From the entries, copy out every line in which the word "that" is found.

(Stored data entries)
- - -

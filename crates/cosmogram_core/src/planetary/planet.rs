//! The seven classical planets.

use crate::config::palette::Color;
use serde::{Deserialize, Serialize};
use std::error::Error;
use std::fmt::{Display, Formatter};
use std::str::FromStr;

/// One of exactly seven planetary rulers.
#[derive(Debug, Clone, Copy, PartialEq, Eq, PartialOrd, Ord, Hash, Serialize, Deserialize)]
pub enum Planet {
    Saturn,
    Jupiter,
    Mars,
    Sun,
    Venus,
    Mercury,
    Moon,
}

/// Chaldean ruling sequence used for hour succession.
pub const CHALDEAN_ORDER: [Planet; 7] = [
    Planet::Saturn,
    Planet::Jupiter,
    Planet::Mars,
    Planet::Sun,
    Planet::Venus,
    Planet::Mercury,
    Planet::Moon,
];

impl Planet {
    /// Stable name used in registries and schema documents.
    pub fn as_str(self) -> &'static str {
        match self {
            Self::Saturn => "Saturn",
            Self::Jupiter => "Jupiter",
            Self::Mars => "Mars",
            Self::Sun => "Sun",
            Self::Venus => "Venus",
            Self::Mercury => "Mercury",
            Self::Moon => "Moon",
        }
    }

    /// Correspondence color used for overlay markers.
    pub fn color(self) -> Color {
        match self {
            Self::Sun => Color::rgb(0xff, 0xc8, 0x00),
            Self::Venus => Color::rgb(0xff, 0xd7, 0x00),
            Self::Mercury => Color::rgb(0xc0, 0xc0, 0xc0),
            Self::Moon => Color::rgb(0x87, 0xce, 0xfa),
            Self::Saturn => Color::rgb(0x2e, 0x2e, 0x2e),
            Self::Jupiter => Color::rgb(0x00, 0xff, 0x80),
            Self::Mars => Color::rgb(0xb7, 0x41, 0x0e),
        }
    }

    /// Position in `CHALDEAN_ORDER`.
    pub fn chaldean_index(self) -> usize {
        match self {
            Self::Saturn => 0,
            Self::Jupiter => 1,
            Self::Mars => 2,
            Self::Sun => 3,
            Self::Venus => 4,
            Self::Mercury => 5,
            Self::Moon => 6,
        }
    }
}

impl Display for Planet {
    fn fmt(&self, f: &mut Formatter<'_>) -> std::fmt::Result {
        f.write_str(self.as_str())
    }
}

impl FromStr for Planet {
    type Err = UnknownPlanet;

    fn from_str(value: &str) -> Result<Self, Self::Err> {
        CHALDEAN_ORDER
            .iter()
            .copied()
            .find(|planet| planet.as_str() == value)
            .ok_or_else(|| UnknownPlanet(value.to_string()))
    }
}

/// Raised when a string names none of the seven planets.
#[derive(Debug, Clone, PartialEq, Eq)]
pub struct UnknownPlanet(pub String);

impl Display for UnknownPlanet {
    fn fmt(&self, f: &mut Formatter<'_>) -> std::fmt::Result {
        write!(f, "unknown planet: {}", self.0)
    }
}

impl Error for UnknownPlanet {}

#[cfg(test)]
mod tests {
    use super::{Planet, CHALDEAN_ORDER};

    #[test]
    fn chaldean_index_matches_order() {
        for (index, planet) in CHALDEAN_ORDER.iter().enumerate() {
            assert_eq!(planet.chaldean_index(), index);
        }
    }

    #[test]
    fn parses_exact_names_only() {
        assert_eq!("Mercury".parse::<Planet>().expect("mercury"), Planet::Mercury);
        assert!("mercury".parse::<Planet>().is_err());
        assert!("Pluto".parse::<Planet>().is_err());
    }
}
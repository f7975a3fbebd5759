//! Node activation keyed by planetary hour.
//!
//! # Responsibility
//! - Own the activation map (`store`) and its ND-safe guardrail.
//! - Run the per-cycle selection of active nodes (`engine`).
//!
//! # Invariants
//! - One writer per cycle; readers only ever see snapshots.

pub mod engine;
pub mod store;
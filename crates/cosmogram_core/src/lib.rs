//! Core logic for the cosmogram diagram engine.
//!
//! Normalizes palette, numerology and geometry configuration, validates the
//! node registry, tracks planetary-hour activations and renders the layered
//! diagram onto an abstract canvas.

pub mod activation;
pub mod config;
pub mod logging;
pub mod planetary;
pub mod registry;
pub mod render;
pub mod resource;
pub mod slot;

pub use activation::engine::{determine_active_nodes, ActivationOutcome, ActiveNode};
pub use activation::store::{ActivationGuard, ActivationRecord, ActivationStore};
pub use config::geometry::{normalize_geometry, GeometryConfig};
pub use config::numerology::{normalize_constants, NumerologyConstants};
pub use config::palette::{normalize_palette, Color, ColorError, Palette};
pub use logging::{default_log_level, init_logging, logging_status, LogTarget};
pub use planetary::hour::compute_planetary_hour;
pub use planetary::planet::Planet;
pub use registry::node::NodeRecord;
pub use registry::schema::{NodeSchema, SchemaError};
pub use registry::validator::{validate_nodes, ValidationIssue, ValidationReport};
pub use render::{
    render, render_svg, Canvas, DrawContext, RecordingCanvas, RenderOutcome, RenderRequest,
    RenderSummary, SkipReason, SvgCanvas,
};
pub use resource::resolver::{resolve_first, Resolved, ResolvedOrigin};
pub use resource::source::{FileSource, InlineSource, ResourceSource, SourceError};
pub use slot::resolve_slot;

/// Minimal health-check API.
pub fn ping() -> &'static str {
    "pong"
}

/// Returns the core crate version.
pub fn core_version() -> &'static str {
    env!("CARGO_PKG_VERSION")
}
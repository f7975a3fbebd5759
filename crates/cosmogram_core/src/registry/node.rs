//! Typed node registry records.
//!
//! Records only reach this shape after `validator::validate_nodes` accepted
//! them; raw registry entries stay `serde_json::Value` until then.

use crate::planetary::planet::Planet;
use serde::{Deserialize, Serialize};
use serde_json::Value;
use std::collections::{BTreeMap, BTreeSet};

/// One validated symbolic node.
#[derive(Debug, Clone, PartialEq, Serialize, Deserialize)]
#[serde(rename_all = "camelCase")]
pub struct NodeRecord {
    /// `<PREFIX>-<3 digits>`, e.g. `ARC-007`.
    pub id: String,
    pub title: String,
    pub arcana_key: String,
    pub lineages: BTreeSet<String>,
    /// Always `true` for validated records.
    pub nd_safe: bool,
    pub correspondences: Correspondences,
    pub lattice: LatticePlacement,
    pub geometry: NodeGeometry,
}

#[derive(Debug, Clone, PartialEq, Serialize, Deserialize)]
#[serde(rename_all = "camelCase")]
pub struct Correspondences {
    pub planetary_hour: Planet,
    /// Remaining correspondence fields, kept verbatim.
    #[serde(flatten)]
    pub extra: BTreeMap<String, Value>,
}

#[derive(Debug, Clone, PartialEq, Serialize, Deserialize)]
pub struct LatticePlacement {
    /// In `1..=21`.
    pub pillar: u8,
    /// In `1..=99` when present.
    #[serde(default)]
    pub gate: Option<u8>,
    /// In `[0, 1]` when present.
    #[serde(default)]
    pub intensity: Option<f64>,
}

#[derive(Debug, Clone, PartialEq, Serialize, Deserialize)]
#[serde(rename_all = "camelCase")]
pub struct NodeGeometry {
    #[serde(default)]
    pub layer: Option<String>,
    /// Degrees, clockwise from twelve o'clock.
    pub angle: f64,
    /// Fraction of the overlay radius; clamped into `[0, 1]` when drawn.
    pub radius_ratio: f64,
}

- - -

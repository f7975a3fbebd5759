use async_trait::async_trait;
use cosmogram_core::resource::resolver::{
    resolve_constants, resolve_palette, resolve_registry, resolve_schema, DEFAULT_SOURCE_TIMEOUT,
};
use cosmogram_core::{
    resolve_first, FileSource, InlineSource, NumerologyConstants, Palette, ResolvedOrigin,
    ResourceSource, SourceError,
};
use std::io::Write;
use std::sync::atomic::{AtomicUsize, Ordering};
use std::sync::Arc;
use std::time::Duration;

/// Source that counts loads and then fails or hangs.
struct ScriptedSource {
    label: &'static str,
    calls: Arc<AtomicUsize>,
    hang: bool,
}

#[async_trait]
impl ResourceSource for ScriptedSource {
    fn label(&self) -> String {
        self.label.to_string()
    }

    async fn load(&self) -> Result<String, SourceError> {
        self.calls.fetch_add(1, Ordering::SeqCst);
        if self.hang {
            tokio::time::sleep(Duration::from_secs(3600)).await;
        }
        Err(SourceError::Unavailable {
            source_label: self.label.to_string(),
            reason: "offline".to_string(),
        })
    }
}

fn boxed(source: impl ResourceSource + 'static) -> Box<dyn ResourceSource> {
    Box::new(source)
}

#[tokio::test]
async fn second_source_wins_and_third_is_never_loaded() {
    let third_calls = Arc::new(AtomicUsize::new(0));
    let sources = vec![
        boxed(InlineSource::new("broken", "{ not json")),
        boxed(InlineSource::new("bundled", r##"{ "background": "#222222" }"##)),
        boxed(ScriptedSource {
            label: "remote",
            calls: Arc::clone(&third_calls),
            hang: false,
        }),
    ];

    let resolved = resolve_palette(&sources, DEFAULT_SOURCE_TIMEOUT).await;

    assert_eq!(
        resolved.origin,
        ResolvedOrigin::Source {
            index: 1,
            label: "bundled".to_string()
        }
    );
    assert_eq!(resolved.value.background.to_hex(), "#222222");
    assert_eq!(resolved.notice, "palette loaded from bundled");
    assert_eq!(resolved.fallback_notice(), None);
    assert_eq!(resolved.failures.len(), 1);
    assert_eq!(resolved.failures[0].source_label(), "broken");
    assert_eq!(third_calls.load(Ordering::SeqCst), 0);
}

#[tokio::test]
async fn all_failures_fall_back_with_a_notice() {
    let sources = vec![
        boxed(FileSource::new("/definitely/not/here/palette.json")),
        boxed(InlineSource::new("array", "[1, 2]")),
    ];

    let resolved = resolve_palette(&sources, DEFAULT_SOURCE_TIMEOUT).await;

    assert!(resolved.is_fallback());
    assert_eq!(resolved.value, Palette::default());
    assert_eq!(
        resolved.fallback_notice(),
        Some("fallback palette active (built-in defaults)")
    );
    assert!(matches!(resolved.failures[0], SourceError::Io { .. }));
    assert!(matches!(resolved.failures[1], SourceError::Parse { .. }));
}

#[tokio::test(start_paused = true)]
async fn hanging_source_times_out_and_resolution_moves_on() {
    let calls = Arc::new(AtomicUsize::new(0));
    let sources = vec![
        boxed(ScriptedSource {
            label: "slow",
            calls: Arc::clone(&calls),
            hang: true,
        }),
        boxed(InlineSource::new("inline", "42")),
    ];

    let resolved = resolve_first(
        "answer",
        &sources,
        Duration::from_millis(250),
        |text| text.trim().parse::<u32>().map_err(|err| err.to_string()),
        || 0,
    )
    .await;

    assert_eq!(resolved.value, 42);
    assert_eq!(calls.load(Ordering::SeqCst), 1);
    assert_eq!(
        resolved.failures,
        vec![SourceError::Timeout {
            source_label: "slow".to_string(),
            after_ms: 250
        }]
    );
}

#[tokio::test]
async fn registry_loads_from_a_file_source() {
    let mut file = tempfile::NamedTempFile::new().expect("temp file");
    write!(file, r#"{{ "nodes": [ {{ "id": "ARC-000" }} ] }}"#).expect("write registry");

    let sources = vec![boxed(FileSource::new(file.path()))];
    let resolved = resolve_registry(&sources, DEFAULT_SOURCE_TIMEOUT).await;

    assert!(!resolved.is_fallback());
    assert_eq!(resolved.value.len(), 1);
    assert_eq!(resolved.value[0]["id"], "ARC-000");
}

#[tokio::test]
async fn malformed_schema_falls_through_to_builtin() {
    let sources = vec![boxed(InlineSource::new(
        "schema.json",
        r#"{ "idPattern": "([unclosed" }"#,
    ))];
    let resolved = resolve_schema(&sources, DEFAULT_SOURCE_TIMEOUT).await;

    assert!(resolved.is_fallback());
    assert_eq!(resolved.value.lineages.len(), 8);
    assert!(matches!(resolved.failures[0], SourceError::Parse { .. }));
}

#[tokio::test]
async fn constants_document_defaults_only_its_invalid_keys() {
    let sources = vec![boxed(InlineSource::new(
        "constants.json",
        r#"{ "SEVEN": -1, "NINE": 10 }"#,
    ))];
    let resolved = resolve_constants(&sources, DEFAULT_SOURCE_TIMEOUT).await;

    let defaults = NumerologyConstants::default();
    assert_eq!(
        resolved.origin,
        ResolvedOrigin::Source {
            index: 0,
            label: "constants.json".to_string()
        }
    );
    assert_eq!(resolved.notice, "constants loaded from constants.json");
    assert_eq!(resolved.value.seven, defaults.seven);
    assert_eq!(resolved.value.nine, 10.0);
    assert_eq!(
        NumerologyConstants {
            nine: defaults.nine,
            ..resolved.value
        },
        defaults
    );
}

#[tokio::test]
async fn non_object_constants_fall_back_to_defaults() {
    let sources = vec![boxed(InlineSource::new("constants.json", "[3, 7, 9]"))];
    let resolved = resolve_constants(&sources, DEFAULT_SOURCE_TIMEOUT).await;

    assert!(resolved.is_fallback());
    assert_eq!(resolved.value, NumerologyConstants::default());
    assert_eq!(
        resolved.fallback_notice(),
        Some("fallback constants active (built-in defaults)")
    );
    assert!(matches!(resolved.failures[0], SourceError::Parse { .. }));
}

- - -

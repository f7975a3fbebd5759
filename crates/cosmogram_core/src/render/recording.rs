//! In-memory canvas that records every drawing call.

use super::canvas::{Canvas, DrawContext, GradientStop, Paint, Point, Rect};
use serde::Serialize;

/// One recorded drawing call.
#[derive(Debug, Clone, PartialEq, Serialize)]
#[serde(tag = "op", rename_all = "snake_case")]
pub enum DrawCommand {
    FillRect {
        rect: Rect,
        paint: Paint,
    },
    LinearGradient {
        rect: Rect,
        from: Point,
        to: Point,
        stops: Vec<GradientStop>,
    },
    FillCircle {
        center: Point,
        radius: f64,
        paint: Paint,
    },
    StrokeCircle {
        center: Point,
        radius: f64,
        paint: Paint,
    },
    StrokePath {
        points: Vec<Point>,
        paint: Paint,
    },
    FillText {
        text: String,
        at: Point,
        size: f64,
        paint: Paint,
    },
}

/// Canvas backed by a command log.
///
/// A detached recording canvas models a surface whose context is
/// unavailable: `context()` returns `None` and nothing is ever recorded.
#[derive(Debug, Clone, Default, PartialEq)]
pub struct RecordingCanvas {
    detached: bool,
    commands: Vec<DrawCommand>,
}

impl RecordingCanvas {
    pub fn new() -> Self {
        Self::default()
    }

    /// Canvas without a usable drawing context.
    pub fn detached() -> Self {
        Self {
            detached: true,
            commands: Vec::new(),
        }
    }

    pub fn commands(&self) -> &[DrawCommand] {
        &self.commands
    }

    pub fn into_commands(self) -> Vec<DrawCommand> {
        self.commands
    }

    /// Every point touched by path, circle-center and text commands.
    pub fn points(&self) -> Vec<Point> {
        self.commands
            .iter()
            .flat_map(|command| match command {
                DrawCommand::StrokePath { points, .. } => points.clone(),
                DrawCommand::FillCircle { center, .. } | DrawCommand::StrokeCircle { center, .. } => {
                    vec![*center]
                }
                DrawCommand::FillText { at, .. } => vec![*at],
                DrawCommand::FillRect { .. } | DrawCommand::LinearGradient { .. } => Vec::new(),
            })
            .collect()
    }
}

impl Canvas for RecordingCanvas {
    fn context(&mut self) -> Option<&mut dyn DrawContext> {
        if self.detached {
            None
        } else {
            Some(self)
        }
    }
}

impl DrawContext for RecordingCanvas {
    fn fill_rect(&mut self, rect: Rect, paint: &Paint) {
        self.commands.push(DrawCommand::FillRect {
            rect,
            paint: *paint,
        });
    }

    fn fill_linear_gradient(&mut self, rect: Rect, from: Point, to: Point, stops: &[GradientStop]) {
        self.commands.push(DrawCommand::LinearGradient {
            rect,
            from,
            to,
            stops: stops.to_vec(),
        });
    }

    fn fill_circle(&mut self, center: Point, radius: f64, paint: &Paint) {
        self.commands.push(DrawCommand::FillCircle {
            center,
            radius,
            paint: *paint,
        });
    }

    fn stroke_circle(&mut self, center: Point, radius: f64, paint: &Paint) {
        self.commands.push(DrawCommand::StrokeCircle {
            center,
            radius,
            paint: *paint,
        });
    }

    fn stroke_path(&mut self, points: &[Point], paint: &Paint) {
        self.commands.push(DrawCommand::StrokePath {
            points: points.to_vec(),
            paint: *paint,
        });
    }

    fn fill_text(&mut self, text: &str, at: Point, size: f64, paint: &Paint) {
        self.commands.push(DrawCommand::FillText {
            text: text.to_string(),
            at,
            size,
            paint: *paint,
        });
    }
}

- - -

RESPONSE TO THIS EXERCISE:
/// Source that counts loads and then fails or hangs.
//! In-memory canvas that records every drawing call.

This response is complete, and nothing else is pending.